▶ **Aim of the exercise**
Repeat the records below exactly.

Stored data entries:
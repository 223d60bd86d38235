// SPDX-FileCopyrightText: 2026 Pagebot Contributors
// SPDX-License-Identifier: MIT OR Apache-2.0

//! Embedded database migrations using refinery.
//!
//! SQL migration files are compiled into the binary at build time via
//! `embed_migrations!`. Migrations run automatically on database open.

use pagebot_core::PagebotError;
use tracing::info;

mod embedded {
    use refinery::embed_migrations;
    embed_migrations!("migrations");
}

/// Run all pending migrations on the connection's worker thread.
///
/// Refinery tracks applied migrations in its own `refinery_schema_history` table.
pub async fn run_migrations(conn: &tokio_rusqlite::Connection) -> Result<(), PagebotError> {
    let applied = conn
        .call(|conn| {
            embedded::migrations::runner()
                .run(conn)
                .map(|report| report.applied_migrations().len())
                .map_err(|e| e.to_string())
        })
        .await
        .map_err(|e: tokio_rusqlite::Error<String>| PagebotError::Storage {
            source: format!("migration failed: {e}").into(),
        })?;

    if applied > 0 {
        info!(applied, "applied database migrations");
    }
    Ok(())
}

▶ **Completed exercise**
repository 223d60bd86d38235
// SPDX-FileCopyrightText: 2026 Pagebot Contributors
// SPDX-License-Identifier: MIT OR Apache-2.0

//! Embedded database migrations using refinery.
//!
//! SQL migration files are compiled into the binary at build time via
//! `embed_migrations!`. Migrations run automatically on database open.

use pagebot_core::PagebotError;
use tracing::info;

mod embedded {
    use refinery::embed_migrations;
    embed_migrations!("migrations");
}

/// Run all pending migrations on the connection's worker thread.
///
/// Refinery tracks applied migrations in its own `refinery_schema_history` table.
pub async fn run_migrations(conn: &tokio_rusqlite::Connection) -> Result<(), PagebotError> {
    let applied = conn
        .call(|conn| {
            embedded::migrations::runner()
                .run(conn)
                .map(|report| report.applied_migrations().len())
                .map_err(|e| e.to_string())
        })
        .await
        .map_err(|e: tokio_rusqlite::Error<String>| PagebotError::Storage {
            source: format!("migration failed: {e}").into(),
        })?;

    if applied > 0 {
        info!(applied, "applied database migrations");
    }
    Ok(())
}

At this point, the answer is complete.